From the financial perspective, leasing rather than obtaining
funding through loans maintains existing credit lines. And
depending on the type of lease, it is possible for leasing payments
to be offset against taxable profits or counted as an operating
expense. Finance companies tend to offer flexibility in payments,
which can also be arranged to suit customer cashflow, such as
seasonal changes.
Arguably the greatest incentive for leasing is having access to
capital that would otherwise be tied up in hardware that will
depreciate. This capital can be used to greater effect in other
areas of the organisation, without degrading the IT solution that
is best suited for the business.
From a technology perspective, the flexibility of being able to
change or upgrade the hardware before the end of its natural
lifecycle is still an attractive argument for leasing.
In addition, it may be possible for the amount of equipment
acquired to be increased through choosing a lease over an outright
purchase. Not only do you get to spread the cost of the equipment
over time, but you also have the ability to upgrade, swap out or
trade in items during the life of the lease.

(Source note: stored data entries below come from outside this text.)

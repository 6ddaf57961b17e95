use serde::Serialize;

/// One slot in a row of page controls.
#[derive(Debug, Clone, Copy, PartialEq, Eq, Serialize)]
#[serde(untagged)]
pub enum PageLink {
    Page(usize),
    /// Skipped pages, rendered as an ellipsis.
    Gap,
}

/// How many pages to show at each edge and around the current page.
#[derive(Debug, Clone, Copy, PartialEq, Eq)]
pub struct PageWindow {
    pub left_edge: usize,
    pub left_current: usize,
    pub right_current: usize,
    pub right_edge: usize,
}

impl Default for PageWindow {
    fn default() -> Self {
        Self {
            left_edge: 1,
            left_current: 1,
            right_current: 1,
            right_edge: 1,
        }
    }
}

impl PageWindow {
    /// Links for `current_page` out of `total_pages`, with a [`PageLink::Gap`]
    /// wherever at least one page is skipped. `current_page` is clamped.
    pub fn pages(&self, current_page: usize, total_pages: usize) -> Vec<PageLink> {
        if total_pages == 0 {
            return Vec::new();
        }

        let current = current_page.clamp(1, total_pages);
        let spans = [
            (1, self.left_edge.min(total_pages)),
            (
                current.saturating_sub(self.left_current).max(1),
                current.saturating_add(self.right_current).min(total_pages),
            ),
            (total_pages.saturating_sub(self.right_edge) + 1, total_pages),
        ];

        let mut links = Vec::new();
        let mut shown = 0;
        for (start, end) in spans {
            if shown == total_pages {
                break;
            }
            let start = start.max(shown + 1);
            if start > end {
                continue;
            }
            if start > shown + 1 {
                links.push(PageLink::Gap);
            }
            links.extend((start..=end).map(PageLink::Page));
            shown = end;
        }

        if shown < total_pages {
            links.push(PageLink::Gap);
        }
        links
    }
}

/// Page controls for a results page: first and last page, one neighbour on
/// each side of `current_page`, and a gap wherever pages are skipped.
pub fn page_window(current_page: usize, total_pages: usize) -> Vec<PageLink> {
    PageWindow::default().pages(current_page, total_pages)
}

/// `ceil(total_count / page_size)`; zero when there is nothing to page through.
pub fn total_pages(total_count: u64, page_size: u32) -> u64 {
    if page_size == 0 {
        return 0;
    }
    total_count.div_ceil(u64::from(page_size))
}
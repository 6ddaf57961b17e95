//! Paginated user search with per-result detail fan-out.
//!
//! A search runs in two phases. The criteria become one `/search/users`
//! request; once that page of summaries arrives, every summary's full profile
//! is fetched in its own task. Profiles whose fetch fails are dropped from the
//! page, while `total_count` keeps the number GitHub reported.

use std::sync::Arc;

use clap::ValueEnum;
use serde::Serialize;
use tracing::{debug, info, warn};

use crate::client::{UserApi, UserQuery};
use crate::error::SearchError;
use crate::models::GitHubUser;
use crate::pagination;

/// Page sizes offered by the page-size selector.
pub const PAGE_SIZES: [u32; 4] = [8, 16, 24, 32];
pub const DEFAULT_PAGE_SIZE: u32 = 8;

/// Query used when no criteria are present.
pub const ANY_USER: &str = "type:user";

#[derive(Debug, Clone, Copy, Default, PartialEq, Eq, ValueEnum)]
pub enum SortMode {
    /// GitHub's default ranking.
    #[default]
    #[value(name = "best-match")]
    Relevance,
    Followers,
    Repositories,
    Joined,
}

impl SortMode {
    /// The `sort` query parameter, absent for relevance ranking.
    pub fn as_param(self) -> Option<&'static str> {
        match self {
            SortMode::Relevance => None,
            SortMode::Followers => Some("followers"),
            SortMode::Repositories => Some("repositories"),
            SortMode::Joined => Some("joined"),
        }
    }
}

/// What to search for. Immutable once built.
#[derive(Debug, Clone, PartialEq, Eq)]
pub struct SearchCriteria {
    identifier: String,
    location: String,
    min_count: u32,
    sort: SortMode,
    page: u32,
    page_size: u32,
}

impl SearchCriteria {
    pub fn new(
        identifier: impl Into<String>,
        location: impl Into<String>,
        min_count: u32,
        sort: SortMode,
        page: u32,
        page_size: u32,
    ) -> Result<Self, SearchError> {
        if page == 0 {
            return Err(SearchError::InvalidCriteria(
                "page must be at least 1".to_string(),
            ));
        }
        if page_size == 0 {
            return Err(SearchError::InvalidCriteria(
                "page size must be greater than 0".to_string(),
            ));
        }

        Ok(Self {
            identifier: identifier.into(),
            location: location.into(),
            min_count,
            sort,
            page,
            page_size,
        })
    }

    /// Same criteria on another page.
    pub fn with_page(&self, page: u32) -> Result<Self, SearchError> {
        Self::new(
            self.identifier.clone(),
            self.location.clone(),
            self.min_count,
            self.sort,
            page,
            self.page_size,
        )
    }

    pub fn identifier(&self) -> &str {
        &self.identifier
    }

    pub fn location(&self) -> &str {
        &self.location
    }

    pub fn min_count(&self) -> u32 {
        self.min_count
    }

    pub fn sort(&self) -> SortMode {
        self.sort
    }

    pub fn page(&self) -> u32 {
        self.page
    }

    pub fn page_size(&self) -> u32 {
        self.page_size
    }

    /// Search qualifiers joined by spaces. Never empty.
    pub fn query_string(&self) -> String {
        let mut parts = Vec::new();

        let identifier = self.identifier.trim();
        if !identifier.is_empty() {
            parts.push(format!("{identifier} in:login"));
        }

        let location = self.location.trim();
        if !location.is_empty() {
            parts.push(format!("location:\"{location}\""));
        }

        if self.min_count > 0 {
            parts.push(format!("repos:>={}", self.min_count));
        }

        if parts.is_empty() {
            parts.push(ANY_USER.to_string());
        }

        parts.join(" ")
    }

    pub fn to_query(&self) -> UserQuery {
        UserQuery {
            q: self.query_string(),
            sort: self.sort.as_param(),
            page: self.page,
            per_page: self.page_size,
        }
    }
}

/// One page of aggregated search results.
#[derive(Debug, Clone, PartialEq, Serialize)]
pub struct ResultPage {
    pub items: Vec<GitHubUser>,
    pub total_count: u64,
    pub page: u32,
    pub page_size: u32,
    pub total_pages: u64,
}

impl ResultPage {
    pub fn new(items: Vec<GitHubUser>, total_count: u64, page: u32, page_size: u32) -> Self {
        Self {
            items,
            total_count,
            page,
            page_size,
            total_pages: pagination::total_pages(total_count, page_size),
        }
    }

    pub fn empty(page: u32, page_size: u32) -> Self {
        Self::new(Vec::new(), 0, page, page_size)
    }

    pub fn is_empty(&self) -> bool {
        self.items.is_empty()
    }
}

impl Default for ResultPage {
    fn default() -> Self {
        Self::empty(1, DEFAULT_PAGE_SIZE)
    }
}

/// Runs a paginated search and fetches every result's full profile.
///
/// # Errors
///
/// Returns the search request's error. Detail-fetch failures are not errors;
/// those profiles are left out of the page.
pub async fn search<A>(api: Arc<A>, criteria: &SearchCriteria) -> Result<ResultPage, SearchError>
where
    A: UserApi + ?Sized + 'static,
{
    let query = criteria.to_query();
    let response = api.search_users(&query).await?;

    if response.items.is_empty() {
        info!(q = %query.q, "Search returned no users");
        return Ok(ResultPage::empty(criteria.page(), criteria.page_size()));
    }

    if response.incomplete_results {
        debug!(q = %query.q, "GitHub reported incomplete results");
    }

    let page_size = criteria.page_size() as usize;
    if response.items.len() > page_size {
        warn!(
            received = response.items.len(),
            page_size, "Search returned more summaries than requested, ignoring the rest"
        );
    }

    let mut handles = Vec::with_capacity(page_size.min(response.items.len()));
    for summary in response.items.iter().take(page_size) {
        let api = Arc::clone(&api);
        let login = summary.login.clone();
        handles.push(tokio::spawn(async move {
            let result = api.fetch_user(&login).await;
            (login, result)
        }));
    }

    let requested = handles.len();
    let mut items = Vec::with_capacity(requested);
    for handle in handles {
        match handle.await {
            Ok((_, Ok(user))) => items.push(user),
            Ok((login, Err(e))) => warn!(%login, "Dropping user from results: {e}"),
            Err(e) => warn!("Detail fetch task failed: {e}"),
        }
    }

    info!(
        q = %query.q,
        total_count = response.total_count,
        fetched = items.len(),
        dropped = requested - items.len(),
        "Search complete"
    );

    Ok(ResultPage::new(
        items,
        response.total_count,
        criteria.page(),
        criteria.page_size(),
    ))
}
use std::collections::HashSet;

use serde::Serialize;
use tracing::debug;

use super::{Recipe, RecipeId};

/// Shortest title word that counts when matching recommendations.
const MIN_SHARED_WORD_LEN: usize = 3;

/// Recipes whose title contains `term`, case-insensitively. An empty term keeps everything.
pub fn filter<'a>(all: &'a [Recipe], term: &str) -> Vec<&'a Recipe> {
    let needle = term.to_lowercase();
    all.iter()
        .filter(|recipe| recipe.title.to_lowercase().contains(&needle))
        .collect()
}

/// Snapshot of the recipe collection.
#[derive(Debug, Clone, Default, PartialEq, Eq, Serialize)]
pub struct RecipeStore {
    recipes: Vec<Recipe>,
    favorites: Vec<RecipeId>,
    search_term: String,
}

impl RecipeStore {
    pub fn new() -> Self {
        Self::default()
    }

    pub fn recipes(&self) -> &[Recipe] {
        &self.recipes
    }

    pub fn favorites(&self) -> &[RecipeId] {
        &self.favorites
    }

    pub fn search_term(&self) -> &str {
        &self.search_term
    }

    pub fn get(&self, id: RecipeId) -> Option<&Recipe> {
        self.recipes.iter().find(|r| r.id == id)
    }

    pub fn is_favorite(&self, id: RecipeId) -> bool {
        self.favorites.contains(&id)
    }

    /// Recipes matching the current search term.
    pub fn visible(&self) -> Vec<&Recipe> {
        filter(&self.recipes, &self.search_term)
    }

    #[must_use]
    pub fn set_recipes(self, recipes: Vec<Recipe>) -> Self {
        let ids: HashSet<RecipeId> = recipes.iter().map(|r| r.id).collect();
        Self {
            favorites: self
                .favorites
                .into_iter()
                .filter(|id| ids.contains(id))
                .collect(),
            recipes,
            ..self
        }
    }

    #[must_use]
    pub fn add_recipe(mut self, recipe: Recipe) -> Self {
        debug!(id = recipe.id, "Adding recipe");
        self.recipes.push(recipe);
        self
    }

    /// Replaces the recipe with the same id; unknown ids leave the store unchanged.
    #[must_use]
    pub fn update_recipe(mut self, updated: Recipe) -> Self {
        if let Some(slot) = self.recipes.iter_mut().find(|r| r.id == updated.id) {
            *slot = updated;
        }
        self
    }

    #[must_use]
    pub fn delete_recipe(mut self, id: RecipeId) -> Self {
        self.recipes.retain(|r| r.id != id);
        self.favorites.retain(|f| *f != id);
        self
    }

    #[must_use]
    pub fn set_search_term(mut self, term: impl Into<String>) -> Self {
        self.search_term = term.into();
        self
    }

    #[must_use]
    pub fn add_favorite(mut self, id: RecipeId) -> Self {
        if !self.favorites.contains(&id) {
            self.favorites.push(id);
        }
        self
    }

    #[must_use]
    pub fn remove_favorite(mut self, id: RecipeId) -> Self {
        self.favorites.retain(|f| *f != id);
        self
    }

    #[must_use]
    pub fn toggle_favorite(self, id: RecipeId) -> Self {
        if self.is_favorite(id) {
            self.remove_favorite(id)
        } else {
            self.add_favorite(id)
        }
    }

    /// Favorite recipes in the order they were favorited.
    pub fn favorite_recipes(&self) -> Vec<&Recipe> {
        self.favorites.iter().filter_map(|id| self.get(*id)).collect()
    }

    /// Non-favorite recipes whose title shares a word with a favorite's title.
    pub fn recommendations(&self) -> Vec<&Recipe> {
        let liked: HashSet<String> = self
            .favorite_recipes()
            .iter()
            .flat_map(|r| title_words(&r.title))
            .collect();

        if liked.is_empty() {
            return Vec::new();
        }

        self.recipes
            .iter()
            .filter(|r| !self.is_favorite(r.id))
            .filter(|r| title_words(&r.title).any(|w| liked.contains(&w)))
            .collect()
    }
}

fn title_words(title: &str) -> impl Iterator<Item = String> + '_ {
    title
        .split(|c: char| !c.is_alphanumeric())
        .filter(|w| w.chars().count() >= MIN_SHARED_WORD_LEN)
        .map(str::to_lowercase)
}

At the end of the lease agreement unwanted equipment is returned
to the finance company, which can ease the burden of disposal costs
and also the issues that IT departments face in disposing of old
computer equipment. Of course, there are those companies that would
prefer to own the items, and gain from any residual worth they may
have. Alternatively, companies may wish to keep certain items of
equipment for a nominal cost.
Increasingly, hardware manufacturers including Dell, HP,
Fujitsu, Siemens and IBM are offering leasing as an option to
acquiring their desktop computers. The leasing of printers, servers
and additional hardware items has also become commonplace.
Whether you choose to lease your computers and other IT
equipment directly from the hardware manufacturer or go through
another finance company will depend on what you want to lease.

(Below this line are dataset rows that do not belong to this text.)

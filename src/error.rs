//! Error types shared by the search client and the views built on it.

use reqwest::StatusCode;
use thiserror::Error;

/// Failure of a call against the GitHub API.
///
/// Every variant is terminal for the call that produced it; nothing is retried.
#[derive(Error, Debug, Clone, PartialEq, Eq)]
pub enum SearchError {
    /// The remote rejected the query (422) or the criteria were malformed locally.
    #[error("Invalid search parameters. Please adjust your criteria. ({0})")]
    InvalidCriteria(String),

    /// 403 or 429 from the remote. `reset_at` is the epoch second the quota refills.
    #[error("API rate limit exceeded. Please try again later.")]
    RateLimited { reset_at: Option<u64> },

    #[error("Looks like we cant find the user \"{0}\"")]
    NotFound(String),

    /// The request never produced a response.
    #[error("Failed to search users: {0}")]
    Unreachable(String),

    #[error("GitHub API error ({status}): {body}")]
    Api { status: u16, body: String },

    #[error("Failed to deserialize GitHub response: {0}")]
    Decode(String),
}

impl From<reqwest::Error> for SearchError {
    fn from(err: reqwest::Error) -> Self {
        if err.is_decode() {
            SearchError::Decode(err.to_string())
        } else {
            SearchError::Unreachable(err.to_string())
        }
    }
}

/// Maps a non-success HTTP status to the error taxonomy.
///
/// `subject` names what was requested (the login for detail fetches) and is
/// only used for not-found errors.
pub fn classify_status(
    status: StatusCode,
    reset_at: Option<u64>,
    body: String,
    subject: &str,
) -> SearchError {
    match status {
        StatusCode::UNPROCESSABLE_ENTITY => SearchError::InvalidCriteria(body),
        StatusCode::FORBIDDEN | StatusCode::TOO_MANY_REQUESTS => {
            SearchError::RateLimited { reset_at }
        }
        StatusCode::NOT_FOUND => SearchError::NotFound(subject.to_string()),
        s => SearchError::Api {
            status: s.as_u16(),
            body,
        },
    }
}
//! Plain-text rendering of profiles, result pages and quotas.

use colored::Colorize;

use crate::models::{GitHubUser, RateLimitResource, RateLimitStatus};
use crate::pagination::PageLink;
use crate::recipes::Recipe;
use crate::view::{with_separators, SearchForm, SearchView};

/// Compact count: `1234` becomes `1.2k`, smaller values keep separators.
pub fn format_count(n: u64) -> String {
    if n >= 1000 {
        let scaled = format!("{:.1}", n as f64 / 1000.0);
        let trimmed = scaled.strip_suffix(".0").unwrap_or(&scaled);
        format!("{trimmed}k")
    } else {
        with_separators(n)
    }
}

/// A profile card. Lines are newline-separated, without a trailing newline.
pub fn user_card(user: &GitHubUser) -> String {
    let mut lines = vec![
        format!("{} {}", user.display_name().bold(), format!("@{}", user.login).cyan()),
        match user.bio.as_deref().map(str::trim).filter(|b| !b.is_empty()) {
            Some(bio) => bio.to_string(),
            None => "No bio available".italic().dimmed().to_string(),
        },
    ];

    let mut stats = Vec::new();
    if let Some(location) = user.location.as_deref().filter(|l| !l.is_empty()) {
        stats.push(location.to_string());
    }
    stats.push(format!("{} followers", format_count(u64::from(user.followers))));
    stats.push(format!("{} repos", format_count(u64::from(user.public_repos))));
    lines.push(stats.join("  ·  ").dimmed().to_string());

    lines.push(user.html_url.underline().to_string());
    lines.join("\n")
}

/// Longer form of a profile for the single-user lookup.
pub fn user_detail(user: &GitHubUser) -> String {
    let mut out = user_card(user);
    out.push_str(&format!(
        "\n{} following  ·  joined {}",
        format_count(u64::from(user.following)),
        user.created_at.split('T').next().unwrap_or(&user.created_at)
    ));
    for (label, value) in [
        ("company", &user.company),
        ("blog", &user.blog),
        ("twitter", &user.twitter_username),
    ] {
        if let Some(value) = value.as_deref().filter(|v| !v.is_empty()) {
            out.push_str(&format!("\n{label}: {value}"));
        }
    }
    out
}

/// Page controls, or `None` when there is at most one page.
pub fn pagination_bar(view: &SearchView) -> Option<String> {
    let results = view.results();
    if results.total_pages <= 1 {
        return None;
    }

    let current = results.page as usize;
    let mut parts = vec![if results.page > 1 {
        "‹".to_string()
    } else {
        "‹".dimmed().to_string()
    }];

    for link in view.pages() {
        parts.push(match link {
            PageLink::Page(n) if n == current => format!("[{n}]").bold().to_string(),
            PageLink::Page(n) => n.to_string(),
            PageLink::Gap => "...".dimmed().to_string(),
        });
    }

    parts.push(if u64::from(results.page) < results.total_pages {
        "›".to_string()
    } else {
        "›".dimmed().to_string()
    });

    Some(parts.join(" "))
}

/// Header, cards and pagination for the current view.
pub fn results(view: &SearchView, form: &SearchForm) -> String {
    if let Some(error) = view.error() {
        return error.red().to_string();
    }

    if view.is_no_results() {
        return format!(
            "{}\nTry adjusting your search criteria to find more users.",
            "No users found".bold()
        );
    }

    let mut sections = vec![format!(
        "{}\n{}",
        view.headline().bold(),
        form.summary().dimmed()
    )];
    sections.extend(view.results().items.iter().map(user_card));
    if let Some(bar) = pagination_bar(view) {
        sections.push(bar);
    }
    sections.join("\n\n")
}

fn quota_line(name: &str, quota: &RateLimitResource) -> String {
    format!(
        "{name:<8}{:>6} / {:<6} used {:<6} resets at {}",
        quota.remaining, quota.limit, quota.used, quota.reset
    )
}

pub fn rate_limit(status: &RateLimitStatus) -> String {
    [
        quota_line("core", &status.resources.core),
        quota_line("search", &status.resources.search),
    ]
    .join("\n")
}

pub fn recipe_line(recipe: &Recipe, favorite: bool) -> String {
    let marker = if favorite { "★".yellow().to_string() } else { " ".to_string() };
    let mut line = format!("{marker} #{:<4} {}", recipe.id, recipe.title.bold());
    if !recipe.description.is_empty() {
        line.push_str(&format!(" - {}", recipe.description.dimmed()));
    }
    line
}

Although it has many benefits, leasing on the whole can be more
expensive than purchasing equipment in terms of overall financial
outlay.
In a paper written last year, analyst firm Gartner noted that
for years the industry average lease term has been 36 months for
desktop equipment and 24 months for notebook equipment. This
closely matched the technology refresh cycles of many
enterprises.
Today, however, hardware technology continues to outpace
software requirements, which has caused many enterprises to extend
their technology refresh cycles, Gartner said. Many enterprises
have now moved to a four-year refresh cycle for desktops and a
three-year refresh cycle for notebooks.
Gartner research vice-president, Frances O'Brien, who wrote the
paper, said, "This longer refresh cycle for PC equipment is at odds
with the economics of obtaining an operating lease, because PCs are
generally not worth 10% of their original cost after 36 months. As
a result, operating lease treatment for PC equipment is not
generally available beyond 36 months."
If you choose a plan that does no more than allow you to spread
the cost of your purchase over the term and leaves you with no
capital assets at the end, then you are purely paying out money,
even if this is tax efficient. However, the sum of money and the
business benefits and flexibility mentioned earlier must be weighed
up against the outlay for purchasing the equipment outright.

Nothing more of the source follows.